BTW, 3.4.45 is actually less than a week old.

And if it is working for you, why would you look for anything else ?

----------

## Xywa

 *aCOSwt wrote:*   

>  *Xywa wrote:*   Should we use the old 3.4.5? 
> 
> Do you mean 3.4.45 ?
> 
> Then yes, this is advisable.
> ...

 

Yes, I mean 3.4.45. 

I mean 3.4 was relased in 21 May 2012 and 3.7 in 11 December 2012, so why should I leave the newer 3.7 (which was pretty fine for me for the last couple of months) into 3.4?

http://en.wikipedia.org/wiki/Linux_kernel

----------

## aCOSwt

 *Xywa wrote:*   

> why should I leave the newer 3.7

 

Absolutely nothing tells you that you should stop using 3.7 kernels. *Tom wrote:*   

> Users are adviced to

 

Just you are informed that there are a couple of security issues in 3.7 kernels and, if you feel concerned with these issues, you might consider the opportunity to move to other available kernels known for not being impacted by these security issues.

BTW, I still get 2.6.38 systems running. (networkless) and I did not understand its disappearance from the portage tree as a sign that I should upgrade.

----------

## shanew

Note that the security issue is not limited to the 3.7 kernels, but runs up to 3.8.8, and more importantly all the way back as far as 2.6.37.  

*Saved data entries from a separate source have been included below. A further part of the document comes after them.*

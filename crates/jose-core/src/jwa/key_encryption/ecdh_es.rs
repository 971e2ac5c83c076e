use jose_crypto::{
    ec::EcKeyPair,
    okp::X25519KeyPair,
    symmetric::concat_kdf,
    Generate, ECDH,
};
use zeroize::Zeroizing;

use super::{required_cek, AesKw};
use crate::{
    error::JoseError,
    jwa::{Algorithm, KeyEncryptionAlgorithm, KeyManagementMode, KeyWrapContext, WrappedKey},
    jwk::{Jwk, Key, OkpCurves, Parameters},
    util::{header_bytes, Header},
};

/// Elliptic Curve Diffie-Hellman Ephemeral Static key agreement
/// (`ECDH-ES`, `ECDH-ES+A128KW`, `ECDH-ES+A192KW`, `ECDH-ES+A256KW`).
///
/// Works with NIST curve keys and X25519 keys. The ephemeral public key is
/// sent in the `epk` header parameter and `apu`/`apv` feed the Concat KDF.
#[derive(Debug, Clone, Copy)]
pub struct EcdhEs {
    name: &'static str,
    kw: Option<AesKw>,
}

impl EcdhEs {
    pub const fn direct() -> Self {
        Self { name: "ECDH-ES", kw: None }
    }

    pub const fn a128kw() -> Self {
        Self { name: "ECDH-ES+A128KW", kw: Some(AesKw::a128kw()) }
    }

    pub const fn a192kw() -> Self {
        Self { name: "ECDH-ES+A192KW", kw: Some(AesKw::a192kw()) }
    }

    pub const fn a256kw() -> Self {
        Self { name: "ECDH-ES+A256KW", kw: Some(AesKw::a256kw()) }
    }

    /// Derives the agreed key from the shared secret.
    fn derive(&self, z: &[u8], ctx: &KeyWrapContext<'_>) -> Result<Zeroizing<Vec<u8>>, JoseError> {
        let apu = header_bytes(ctx.header, "apu")?.unwrap_or_default();
        let apv = header_bytes(ctx.header, "apv")?.unwrap_or_default();
        let (algorithm_id, key_len) = match &self.kw {
            None => (ctx.enc, ctx.cek_len),
            Some(kw) => (self.name, kw.key_len()),
        };
        Ok(Zeroizing::new(concat_kdf::derive(z, algorithm_id, &apu, &apv, key_len)?))
    }
}

/// Generates an ephemeral key matching the recipient key and agrees on a secret.
fn agree_ephemeral(recipient: &Jwk) -> Result<(Jwk, Zeroizing<Vec<u8>>), JoseError> {
    match recipient.key() {
        Key::Ec(_) => {
            let their = recipient.ec_key_pair()?;
            let ephemeral = EcKeyPair::generate(their.curve())?;
            let z = ephemeral.key_exchange(&their.public_key)?;
            let epk = Jwk::from_ec_key_pair(&EcKeyPair::from_public_key(ephemeral.public_key), Parameters::default())?;
            Ok((epk, Zeroizing::new(z)))
        }
        Key::Okp(okp) if okp.crv == OkpCurves::X25519 => {
            let their = recipient.x25519_key_pair()?;
            let ephemeral = X25519KeyPair::new()?;
            let z = ephemeral.key_exchange(&their.public_key)?;
            let epk = Jwk::from_x25519_key_pair(&X25519KeyPair { secret_key: None, ..ephemeral }, Parameters::default())?;
            Ok((epk, Zeroizing::new(z)))
        }
        _ => Err(JoseError::invalid_key("ECDH-ES requires an EC or X25519 key")),
    }
}

/// Agrees on the secret with the sender's ephemeral key. The ephemeral key is
/// validated (on-curve, same curve) before any multiplication.
fn agree_static(own: &Jwk, epk: &Jwk) -> Result<Zeroizing<Vec<u8>>, JoseError> {
    match (own.key(), epk.key()) {
        (Key::Ec(own_ec), Key::Ec(epk_ec)) if own_ec.crv == epk_ec.crv => {
            let z = own.ec_key_pair()?.key_exchange(&epk.ec_key_pair()?.public_key)?;
            Ok(Zeroizing::new(z))
        }
        (Key::Okp(own_okp), Key::Okp(epk_okp))
            if own_okp.crv == OkpCurves::X25519 && epk_okp.crv == OkpCurves::X25519 =>
        {
            let z = own.x25519_key_pair()?.key_exchange(&epk.x25519_key_pair()?.public_key)?;
            Ok(Zeroizing::new(z))
        }
        _ => Err(JoseError::invalid_key("the ephemeral key does not match the recipient key")),
    }
}

impl Algorithm for EcdhEs {
    fn name(&self) -> &'static str {
        self.name
    }

    fn allowed_key_types(&self) -> &'static [&'static str] {
        &["EC", "OKP"]
    }
}

impl KeyEncryptionAlgorithm for EcdhEs {
    fn mode(&self) -> KeyManagementMode {
        match self.kw {
            None => KeyManagementMode::KeyAgreement,
            Some(_) => KeyManagementMode::KeyAgreementWithKeyWrapping,
        }
    }

    fn wrap(&self, key: &Jwk, cek: Option<&[u8]>, ctx: &KeyWrapContext<'_>) -> Result<WrappedKey, JoseError> {
        let (epk, z) = agree_ephemeral(key)?;
        let derived = self.derive(&z, ctx)?;

        let mut header = Header::new();
        header.insert("epk".into(), serde_json::to_value(&epk)?);

        match &self.kw {
            None => Ok(WrappedKey {
                cek: Some(derived.to_vec()),
                encrypted_key: Vec::new(),
                header,
            }),
            Some(kw) => Ok(WrappedKey {
                cek: None,
                encrypted_key: kw.wrap_with(&derived, required_cek(cek)?)?,
                header,
            }),
        }
    }

    fn unwrap(&self, key: &Jwk, encrypted_key: &[u8], ctx: &KeyWrapContext<'_>) -> Result<Vec<u8>, JoseError> {
        let epk = ctx
            .header
            .get("epk")
            .cloned()
            .ok_or_else(|| JoseError::invalid_header("missing epk"))?;
        let epk = Jwk::new(serde_json::from_value::<Key>(epk)?, Parameters::default())?;
        let z = agree_static(key, &epk)?;
        let derived = self.derive(&z, ctx)?;

        match &self.kw {
            None if encrypted_key.is_empty() => Ok(derived.to_vec()),
            None => Err(JoseError::Decryption),
            Some(kw) => kw.unwrap_with(&derived, encrypted_key),
        }
    }
}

If you're not running a multi-user system or you absolutely positively trust the other users (and trust that no one can guess their passwords or otherwise access the system via their account), then you might be fine staying with an older kernel.  But, if you're running a multi-user system, I would guess that preventing a local root exploit would be more important than a card reader.

----------

## aCOSwt

 *shanew wrote:*   

> more importantly all the way back as far as 2.6.37.

 

All the way back, all the way back...

apart from 3.4 >=3.4.42 / 3.2 >=3.2.45 / 3.0 > 3.0.75 that is also to say that you are in fact safe with "all the way back" in the gentoo-sources tree.

----------

## Hu

 *aCOSwt wrote:*   

>  *shanew wrote:*   more importantly all the way back as far as 2.6.37. 
> 
> All the way back, all the way back...
> 
> apart from 3.4 >=3.4.42 / 3.2 >=3.2.45 / 3.0 > 3.0.75 that is also to say that you are in fact safe with "all the way back" in the gentoo-sources tree.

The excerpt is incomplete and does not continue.